Consistent with other studies [3,4,5], obesity before pregnancy was associated with GDM and hypertensive complications in both primiparous and multiparous women. A meta-analysis performed in 2007 found that women with obesity had an unadjusted OR of 3.56 [3.05-4.21] for developing GDM compared to women of normal weight [50]. Many factors are involved in the relationship of maternal obesity with hypertensive complications and pre-eclampsia, such as insulin resistance, genetic factors, immunologic and infectious processes, but also lifestyle factors [51].

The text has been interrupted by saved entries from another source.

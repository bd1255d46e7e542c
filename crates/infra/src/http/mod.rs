//! HTTP transport and session cookie storage

pub mod client;
pub mod cookies;

pub use client::{HttpClient, HttpClientBuilder};
pub use cookies::SessionCookieJar;
//! Authenticated API client
//!
//! Every call goes through one pipeline: substitute the platform id, attach
//! the bearer credential, toggle the busy indicator, dispatch, classify any
//! failure and, for a rejected credential, refresh once and replay.

use std::sync::Arc;
use std::time::Duration;

use authconsole_core::{
    resolve_url, should_refresh, substitute_platform_id, BusyGuard, HttpMethod, RequestDescriptor,
    RequestOptions, SessionContext,
};
use authconsole_domain::constants::DEFAULT_REQUEST_TIMEOUT_SECS;
use authconsole_domain::{Alert, ApiConfig, Credential};
use reqwest::header::{ACCEPT, AUTHORIZATION};
use reqwest::{Method, RequestBuilder, StatusCode};
use serde::de::DeserializeOwned;
use serde::Serialize;
use tracing::{debug, info, instrument, warn};

use super::auth::{NoRefresh, RefreshCoordinator, SessionRefresher};
use super::errors::ApiError;
use crate::http::HttpClient;

/// Configuration for API client
#[derive(Debug, Clone, PartialEq, Eq)]
pub struct ApiClientConfig {
    /// Base URL joined with every relative request path
    pub base_url: String,
    /// Substituted for `{platformId}` in every request URL
    pub platform_id: String,
    /// Per-call limit covering dispatch and body read
    pub timeout: Duration,
    /// Share one refresh between concurrent 401s
    pub single_flight_refresh: bool,
}

impl Default for ApiClientConfig {
    fn default() -> Self {
        Self {
            base_url: "http://localhost:8080".to_string(),
            platform_id: String::new(),
            timeout: Duration::from_secs(DEFAULT_REQUEST_TIMEOUT_SECS),
            single_flight_refresh: false,
        }
    }
}

impl From<&ApiConfig> for ApiClientConfig {
    fn from(config: &ApiConfig) -> Self {
        Self {
            base_url: config.base_url.clone(),
            platform_id: config.platform_id.clone(),
            timeout: Duration::from_secs(config.timeout_seconds),
            single_flight_refresh: config.single_flight_refresh,
        }
    }
}

/// API client with bearer injection and silent refresh
pub struct ApiClient {
    http: HttpClient,
    context: SessionContext,
    refresh: RefreshCoordinator,
    config: ApiClientConfig,
}
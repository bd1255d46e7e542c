//! # AuthConsole Domain
//!
//! Business domain types and models for AuthConsole.
//!
//! This crate contains:
//! - Access-control models (platforms, roles, permissions, profiles and their
//!   assignments)
//! - Expense-tracking models (accounts, categories, transactions, budgets,
//!   insights)
//! - The JSON response envelope shared by every endpoint
//! - Domain error types and Result definitions
//! - Configuration structures
//!
//! ## Architecture
//! - No dependencies on other AuthConsole crates
//! - Only external dependencies allowed
//! - Pure domain models and data structures

pub mod config;
pub mod constants;
pub mod errors;
pub mod macros;
pub mod types;

// Re-export commonly used items
pub use config::*;
pub use errors::*;
pub use types::*;
//! # AuthConsole Infrastructure
//!
//! Infrastructure implementations of the core ports.
//!
//! This crate contains:
//! - The HTTP transport and session cookie jar (`reqwest`)
//! - The authenticated API client with refresh-and-replay
//! - Credential stores (in-memory, system keychain), busy flag, alert queue
//! - The session service (login, refresh, logout)
//! - Typed service modules, one per REST resource
//! - Configuration loading and tracing setup
//!
//! ## Architecture
//! - Implements traits defined in `authconsole-core`
//! - Depends on `authconsole-domain` and `authconsole-core`
//! - Contains all "impure" code (network, keychain, environment)

pub mod api;
pub mod config;
pub mod context;
pub mod errors;
pub mod http;
pub mod observability;
pub mod services;
pub mod session;

// Re-export commonly used items
pub use api::{ApiClient, ApiClientBuilder, ApiClientConfig, ApiError, ApiErrorCategory};
pub use context::ConsoleContext;
pub use errors::InfraError;
pub use http::{HttpClient, SessionCookieJar};
pub use observability::init_tracing;
pub use session::{
    AlertQueue, BusyFlag, InMemoryCredentialStore, KeychainCredentialStore, LogoutReason,
    SessionEvent, SessionService,
};
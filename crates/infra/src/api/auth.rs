//! Credential refresh seam
//!
//! The API client does not know how a session is renewed; it asks a
//! [`SessionRefresher`] and replays the call when the answer is `true`.

use std::sync::Arc;

use async_trait::async_trait;
use authconsole_core::CredentialStore;
use authconsole_domain::Credential;
use tokio::sync::Mutex;
use tracing::debug;

use super::errors::ApiError;

/// Trait for renewing the bearer credential
///
/// This trait allows dependency injection and testing with mock refreshers.
#[async_trait]
pub trait SessionRefresher: Send + Sync {
    /// Try to obtain a new credential
    ///
    /// `Ok(true)` when a fresh credential is now stored, `Ok(false)` when the
    /// server refused (the session is over). Anything unexpected is an error.
    async fn refresh(&self) -> Result<bool, ApiError>;
}

/// Refresher for clients without a session; never renews
#[derive(Debug, Default, Clone, Copy)]
pub struct NoRefresh;

#[async_trait]
impl SessionRefresher for NoRefresh {
    async fn refresh(&self) -> Result<bool, ApiError> {
        Ok(false)
    }
}

/// Runs refreshes for the client, optionally one at a time
///
/// Without single-flight every rejected call refreshes on its own. With it,
/// refreshes queue behind a lock and a call whose credential was already
/// rotated by an earlier refresh skips straight to the replay.
pub(crate) struct RefreshCoordinator {
    refresher: Arc<dyn SessionRefresher>,
    gate: Option<Mutex<()>>,
}

impl RefreshCoordinator {
    pub(crate) fn new(refresher: Arc<dyn SessionRefresher>, single_flight: bool) -> Self {
        Self { refresher, gate: single_flight.then(|| Mutex::new(())) }
    }

    /// Refresh after `stale` was rejected
    pub(crate) async fn refresh(
        &self,
        credentials: &dyn CredentialStore,
        stale: Option<&Credential>,
    ) -> Result<bool, ApiError> {
        let Some(gate) = &self.gate else {
            return self.refresher.refresh().await;
        };

        let _turn = gate.lock().await;
        let current = credentials.credential().await.map_err(ApiError::from)?;
        if current.is_some() && current.as_ref() != stale {
            debug!("credential rotated while waiting, skipping refresh");
            return Ok(true);
        }
        self.refresher.refresh().await
    }
}

#[cfg(test)]
mod tests {
    use std::sync::atomic::{AtomicUsize, Ordering};

    use authconsole_domain::{ProfileId, Result as DomainResult};
    use parking_lot::RwLock;

    use super::*;

    #[derive(Default)]
    struct Store {
        credential: RwLock<Option<Credential>>,
    }

    #[async_trait]
    impl CredentialStore for Store {
        async fn credential(&self) -> DomainResult<Option<Credential>> {
            Ok(self.credential.read().clone())
        }

        async fn store_credential(&self, credential: Credential) -> DomainResult<()> {
            *self.credential.write() = Some(credential);
            Ok(())
        }

        async fn clear_credential(&self) -> DomainResult<()> {
            *self.credential.write() = None;
            Ok(())
        }

        async fn profile_id(&self) -> DomainResult<Option<ProfileId>> {
            Ok(Some(1))
        }

        async fn store_profile_id(&self, _profile_id: ProfileId) -> DomainResult<()> {
            Ok(())
        }

        async fn clear_profile_id(&self) -> DomainResult<()> {
            Ok(())
        }
    }

    /// Rotates the credential in the shared store on every call
    struct Rotating {
        store: Arc<Store>,
        calls: AtomicUsize,
    }

    #[async_trait]
    impl SessionRefresher for Rotating {
        async fn refresh(&self) -> Result<bool, ApiError> {
            let call = self.calls.fetch_add(1, Ordering::SeqCst);
            tokio::task::yield_now().await;
            self.store.store_credential(Credential::new(format!("fresh-{call}"))).await?;
            Ok(true)
        }
    }

    #[tokio::test]
    async fn no_refresh_always_declines() {
        assert!(!NoRefresh.refresh().await.unwrap());
    }

    #[tokio::test]
    async fn independent_mode_refreshes_every_time() {
        let store = Arc::new(Store::default());
        let rotating = Arc::new(Rotating { store: store.clone(), calls: AtomicUsize::new(0) });
        let coordinator = RefreshCoordinator::new(rotating.clone(), false);

        let stale = Credential::new("stale");
        assert!(coordinator.refresh(store.as_ref(), Some(&stale)).await.unwrap());
        assert!(coordinator.refresh(store.as_ref(), Some(&stale)).await.unwrap());

        assert_eq!(rotating.calls.load(Ordering::SeqCst), 2);
    }

    #[tokio::test]
    async fn single_flight_skips_refresh_when_already_rotated() {
        let store = Arc::new(Store::default());
        store.store_credential(Credential::new("stale")).await.unwrap();
        let rotating = Arc::new(Rotating { store: store.clone(), calls: AtomicUsize::new(0) });
        let coordinator = RefreshCoordinator::new(rotating.clone(), true);

        let stale = Credential::new("stale");
        let (first, second) = tokio::join!(
            coordinator.refresh(store.as_ref(), Some(&stale)),
            coordinator.refresh(store.as_ref(), Some(&stale)),
        );

        assert!(first.unwrap());
        assert!(second.unwrap());
        assert_eq!(rotating.calls.load(Ordering::SeqCst), 1);
    }
}
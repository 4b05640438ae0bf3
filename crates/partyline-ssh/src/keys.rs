//! Host key loading and fingerprinting

use std::path::Path;

use russh_keys::PublicKeyBase64;
use russh_keys::key::KeyPair;
use thiserror::Error;

#[derive(Debug, Error)]
pub enum HostKeyError {
    #[error("could not read host key {path}: {source}")]
    Io {
        path: String,
        #[source]
        source: std::io::Error,
    },
    /// The key material is encrypted and no passphrase was supplied.
    #[error("host key is passphrase-protected")]
    PassphraseRequired,
    #[error("could not decode host key: {0}")]
    Decode(#[from] russh_keys::Error),
}

/// Decode the server's private key without a passphrase.
pub fn load_host_key(path: &Path) -> Result<KeyPair, HostKeyError> {
    decode(path, None)
}

/// Decode the host key, prompting once for a passphrase if the key turns
/// out to be encrypted. The prompt does not echo. A wrong passphrase is
/// fatal; there is no second attempt.
pub fn load_host_key_interactive(path: &Path) -> anyhow::Result<KeyPair> {
    match load_host_key(path) {
        Ok(key) => Ok(key),
        Err(HostKeyError::PassphraseRequired) => {
            let passphrase = rpassword::prompt_password("Private key passphrase: ")?;
            Ok(decode(path, Some(&passphrase))?)
        }
        Err(e) => Err(e.into()),
    }
}

/// `<algorithm> SHA256:<digest>` for the public half of the host key.
pub fn fingerprint(key: &KeyPair) -> anyhow::Result<String> {
    let public = key.clone_public_key()?;
    Ok(format!("{} SHA256:{}", public.name(), public.fingerprint()))
}

fn decode(path: &Path, passphrase: Option<&str>) -> Result<KeyPair, HostKeyError> {
    let pem = std::fs::read_to_string(path).map_err(|source| HostKeyError::Io {
        path: path.display().to_string(),
        source,
    })?;
    match russh_keys::decode_secret_key(&pem, passphrase) {
        Ok(key) => Ok(key),
        Err(russh_keys::Error::KeyIsEncrypted) => Err(HostKeyError::PassphraseRequired),
        Err(e) => Err(HostKeyError::Decode(e)),
    }
}

#[cfg(test)]
mod tests {
    use super::*;
    use std::io::Write;

    #[test]
    fn test_missing_key_file_is_an_io_error() {
        let err = load_host_key(Path::new("/nonexistent/host_key")).unwrap_err();
        assert!(matches!(err, HostKeyError::Io { .. }));
    }

    #[test]
    fn test_garbage_key_material_is_a_decode_error() {
        let mut file = tempfile::NamedTempFile::new().unwrap();
        writeln!(file, "this is not a private key").unwrap();
        let err = load_host_key(file.path()).unwrap_err();
        assert!(!matches!(err, HostKeyError::PassphraseRequired));
        assert!(!matches!(err, HostKeyError::Io { .. }));
    }

    #[test]
    fn test_fingerprint_of_generated_key() {
        let key = KeyPair::generate_ed25519().unwrap();
        let rendered = fingerprint(&key).unwrap();
        assert!(rendered.starts_with("ssh-ed25519 SHA256:"));
    }
}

Limits and strengths of our study should be mentioned. First, based on the interaction test results, we stratified analyses on parity, thus sustaining its effect modification. However, this may have led to a decrease in statistical power. In order to limit the decrease in statistical power and bias selection due to non-random missing values, we imputed parity status. Sensitivity analyses without imputation showed only a few differences in results. Secondly, prepregnancy weight and height were collected at delivery, leading to an unmeasured level of recall bias. As previously mentioned, the fact that the mothers self-reported their prepregnancy weight and height may have led to misclassification, with risk of underestimating some associations. Nevertheless, it is difficult to correctly measure prepregnancy weight at a reasonable period before pregnancy. Weight at the first prenatal appointment (often occurring at the end of the first trimester of pregnancy in France) may reflect gestational weight gain at the beginning of pregnancy, which varies among women. The strength of our study lays in our sample analysis from a recent nation-wide birth cohort. In addition, we disposed of an extensive set of sociodemographic factors and high-quality data concerning outcomes, collected by midwives from health records.

Conclusions

France has been confronted with an increase in prepregnancy body mass index since the seventies [52]; thus, identification of sociodemographic risk factors in maternal obesity is useful for implementing specific preventive action. Our study helps identify sociodemographic factors and health behavior related to prepregnancy obesity among primiparous and multiparous women. We have also highlighted an effect modification of parity in the association of prepregnancy obesity with maternal and neonatal outcomes, with higher risk in multiparous women. It has been shown that increased body mass index between the first and second pregnancy is associated with higher risk of maternal issues during the second pregnancy [53] and higher risk of stillbirth and infant mortality for the second newborn [54]. Our study design did not enable us to assess weight gain between the first and second pregnancy; longitudinal cohorts performed during a longer period will be useful for assessing changes in body mass index between the first and subsequent pregnancies. Identifying sociodemographic subgroups at risk of maternal obesity will enable targeting intervention aimed at reducing prepregnancy weight and maintaining healthy BMI between pregnancies. Maternal obesity is linked not only to lifestyle habits such as dietary intake and physical activity, but also to the social and physical environment. Development of effective actions, along with organization of pre- and postnatal care for primiparous and multiparous women with obesity, must take these factors into consideration.